[[ INFORMATION SHOWN, beginning ]]
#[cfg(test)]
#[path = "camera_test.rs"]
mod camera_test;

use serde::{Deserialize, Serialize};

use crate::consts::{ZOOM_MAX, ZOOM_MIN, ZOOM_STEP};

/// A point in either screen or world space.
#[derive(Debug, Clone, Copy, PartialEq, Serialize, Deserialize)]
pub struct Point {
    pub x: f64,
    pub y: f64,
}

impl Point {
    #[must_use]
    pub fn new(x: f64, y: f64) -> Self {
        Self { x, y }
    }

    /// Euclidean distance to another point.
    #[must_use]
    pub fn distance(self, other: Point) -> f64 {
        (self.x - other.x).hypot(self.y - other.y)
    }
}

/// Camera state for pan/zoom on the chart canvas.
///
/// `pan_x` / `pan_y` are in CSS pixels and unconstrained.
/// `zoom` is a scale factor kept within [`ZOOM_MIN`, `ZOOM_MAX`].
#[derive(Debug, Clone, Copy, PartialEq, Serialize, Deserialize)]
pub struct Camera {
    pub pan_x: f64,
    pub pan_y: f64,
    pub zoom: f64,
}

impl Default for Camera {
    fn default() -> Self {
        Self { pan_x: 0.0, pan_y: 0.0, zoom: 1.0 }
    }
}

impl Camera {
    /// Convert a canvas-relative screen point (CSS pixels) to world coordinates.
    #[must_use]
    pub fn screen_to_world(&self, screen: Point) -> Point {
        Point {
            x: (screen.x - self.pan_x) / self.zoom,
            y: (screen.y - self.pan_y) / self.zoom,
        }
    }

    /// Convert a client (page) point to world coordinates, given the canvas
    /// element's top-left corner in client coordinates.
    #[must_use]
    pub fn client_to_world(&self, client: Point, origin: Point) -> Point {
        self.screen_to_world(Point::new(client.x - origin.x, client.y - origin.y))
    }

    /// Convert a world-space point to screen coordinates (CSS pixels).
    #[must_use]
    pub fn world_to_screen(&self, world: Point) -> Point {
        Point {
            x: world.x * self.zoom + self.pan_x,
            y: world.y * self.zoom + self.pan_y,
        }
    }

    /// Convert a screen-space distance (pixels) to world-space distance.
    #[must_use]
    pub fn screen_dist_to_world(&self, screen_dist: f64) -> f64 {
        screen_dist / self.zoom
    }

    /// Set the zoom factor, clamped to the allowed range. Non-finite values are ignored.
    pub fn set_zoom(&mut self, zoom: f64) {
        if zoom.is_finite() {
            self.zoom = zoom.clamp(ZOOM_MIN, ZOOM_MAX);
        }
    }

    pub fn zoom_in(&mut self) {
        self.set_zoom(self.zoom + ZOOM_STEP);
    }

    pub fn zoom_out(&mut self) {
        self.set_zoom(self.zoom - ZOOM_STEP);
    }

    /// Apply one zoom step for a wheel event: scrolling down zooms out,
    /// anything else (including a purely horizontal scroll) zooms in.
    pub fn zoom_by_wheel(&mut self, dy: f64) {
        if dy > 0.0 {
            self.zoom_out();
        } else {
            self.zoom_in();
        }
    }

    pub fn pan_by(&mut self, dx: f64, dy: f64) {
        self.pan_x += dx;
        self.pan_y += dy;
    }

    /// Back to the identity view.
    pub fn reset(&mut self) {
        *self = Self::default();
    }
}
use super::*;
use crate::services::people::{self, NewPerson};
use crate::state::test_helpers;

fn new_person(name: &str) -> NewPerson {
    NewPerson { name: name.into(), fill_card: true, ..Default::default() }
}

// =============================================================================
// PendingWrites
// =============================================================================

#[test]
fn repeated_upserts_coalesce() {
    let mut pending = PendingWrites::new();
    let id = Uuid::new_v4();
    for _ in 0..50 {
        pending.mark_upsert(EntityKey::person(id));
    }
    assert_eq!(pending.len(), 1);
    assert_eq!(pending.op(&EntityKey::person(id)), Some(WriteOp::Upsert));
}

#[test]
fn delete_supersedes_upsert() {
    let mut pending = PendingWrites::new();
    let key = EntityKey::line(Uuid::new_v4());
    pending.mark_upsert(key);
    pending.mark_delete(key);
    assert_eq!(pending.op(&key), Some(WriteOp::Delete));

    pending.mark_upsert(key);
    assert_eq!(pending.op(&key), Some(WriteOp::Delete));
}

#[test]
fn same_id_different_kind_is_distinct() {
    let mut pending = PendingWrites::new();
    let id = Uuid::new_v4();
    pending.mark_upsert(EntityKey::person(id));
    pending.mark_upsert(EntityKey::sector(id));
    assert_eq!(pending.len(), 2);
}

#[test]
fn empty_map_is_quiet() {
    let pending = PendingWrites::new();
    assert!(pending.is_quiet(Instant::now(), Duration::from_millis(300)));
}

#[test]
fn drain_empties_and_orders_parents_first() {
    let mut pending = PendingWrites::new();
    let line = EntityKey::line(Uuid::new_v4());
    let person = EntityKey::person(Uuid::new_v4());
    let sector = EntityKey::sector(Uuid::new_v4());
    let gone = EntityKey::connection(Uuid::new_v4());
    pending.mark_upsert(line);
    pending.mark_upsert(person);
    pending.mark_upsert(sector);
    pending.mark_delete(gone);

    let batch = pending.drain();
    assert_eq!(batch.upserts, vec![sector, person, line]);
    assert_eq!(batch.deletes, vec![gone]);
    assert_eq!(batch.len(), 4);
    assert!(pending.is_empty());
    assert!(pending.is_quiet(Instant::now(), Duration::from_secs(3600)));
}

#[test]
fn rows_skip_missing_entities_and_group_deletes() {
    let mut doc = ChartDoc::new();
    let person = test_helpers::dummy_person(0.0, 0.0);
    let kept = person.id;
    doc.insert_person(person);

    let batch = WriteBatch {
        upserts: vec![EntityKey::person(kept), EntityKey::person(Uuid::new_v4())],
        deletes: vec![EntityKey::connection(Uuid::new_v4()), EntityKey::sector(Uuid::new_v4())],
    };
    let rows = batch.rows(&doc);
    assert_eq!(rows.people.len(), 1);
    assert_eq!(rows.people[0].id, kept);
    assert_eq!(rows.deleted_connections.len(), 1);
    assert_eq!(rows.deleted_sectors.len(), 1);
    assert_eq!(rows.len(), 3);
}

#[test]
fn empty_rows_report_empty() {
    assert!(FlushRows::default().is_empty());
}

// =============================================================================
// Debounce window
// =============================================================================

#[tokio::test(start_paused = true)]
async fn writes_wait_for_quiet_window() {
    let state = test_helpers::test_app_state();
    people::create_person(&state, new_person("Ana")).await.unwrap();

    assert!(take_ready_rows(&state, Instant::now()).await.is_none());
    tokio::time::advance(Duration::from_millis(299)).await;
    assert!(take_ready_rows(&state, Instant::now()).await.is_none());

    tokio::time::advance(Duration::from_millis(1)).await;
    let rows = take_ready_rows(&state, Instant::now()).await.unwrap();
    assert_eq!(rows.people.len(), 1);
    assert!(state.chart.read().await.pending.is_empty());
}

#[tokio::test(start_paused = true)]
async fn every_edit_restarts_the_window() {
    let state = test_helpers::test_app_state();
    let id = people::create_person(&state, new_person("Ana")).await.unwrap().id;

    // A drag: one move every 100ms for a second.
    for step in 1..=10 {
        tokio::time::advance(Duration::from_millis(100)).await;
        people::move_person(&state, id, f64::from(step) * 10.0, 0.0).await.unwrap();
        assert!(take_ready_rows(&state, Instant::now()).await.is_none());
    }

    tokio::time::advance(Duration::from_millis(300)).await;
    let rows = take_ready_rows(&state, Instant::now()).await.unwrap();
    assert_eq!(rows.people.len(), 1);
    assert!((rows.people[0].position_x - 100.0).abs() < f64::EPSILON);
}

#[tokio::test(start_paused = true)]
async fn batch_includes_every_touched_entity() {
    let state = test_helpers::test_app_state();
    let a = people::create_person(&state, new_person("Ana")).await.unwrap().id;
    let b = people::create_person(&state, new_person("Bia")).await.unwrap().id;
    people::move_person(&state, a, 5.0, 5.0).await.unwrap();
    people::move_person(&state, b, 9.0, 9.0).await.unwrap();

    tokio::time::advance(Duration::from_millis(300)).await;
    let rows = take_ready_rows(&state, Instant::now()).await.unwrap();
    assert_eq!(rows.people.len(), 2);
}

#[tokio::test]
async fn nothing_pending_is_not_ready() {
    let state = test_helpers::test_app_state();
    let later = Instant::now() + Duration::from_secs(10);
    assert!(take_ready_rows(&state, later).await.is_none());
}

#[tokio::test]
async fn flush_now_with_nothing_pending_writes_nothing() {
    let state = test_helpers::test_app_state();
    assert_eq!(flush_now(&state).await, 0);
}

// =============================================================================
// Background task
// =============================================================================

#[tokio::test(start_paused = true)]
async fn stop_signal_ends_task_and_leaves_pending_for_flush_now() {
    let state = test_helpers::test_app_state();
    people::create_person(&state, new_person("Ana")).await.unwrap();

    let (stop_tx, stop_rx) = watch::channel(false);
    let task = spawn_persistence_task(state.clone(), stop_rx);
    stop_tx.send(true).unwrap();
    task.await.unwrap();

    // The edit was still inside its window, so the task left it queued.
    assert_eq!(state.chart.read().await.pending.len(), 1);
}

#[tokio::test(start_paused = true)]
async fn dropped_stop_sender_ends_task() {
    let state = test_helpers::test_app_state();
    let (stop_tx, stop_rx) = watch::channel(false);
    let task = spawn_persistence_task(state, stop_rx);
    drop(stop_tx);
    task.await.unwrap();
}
[[ INFORMATION SHOWN, end ]]
Search the entries for "impl" and copy out each line that has it.

impl Point {
impl Default for Camera {
impl Camera {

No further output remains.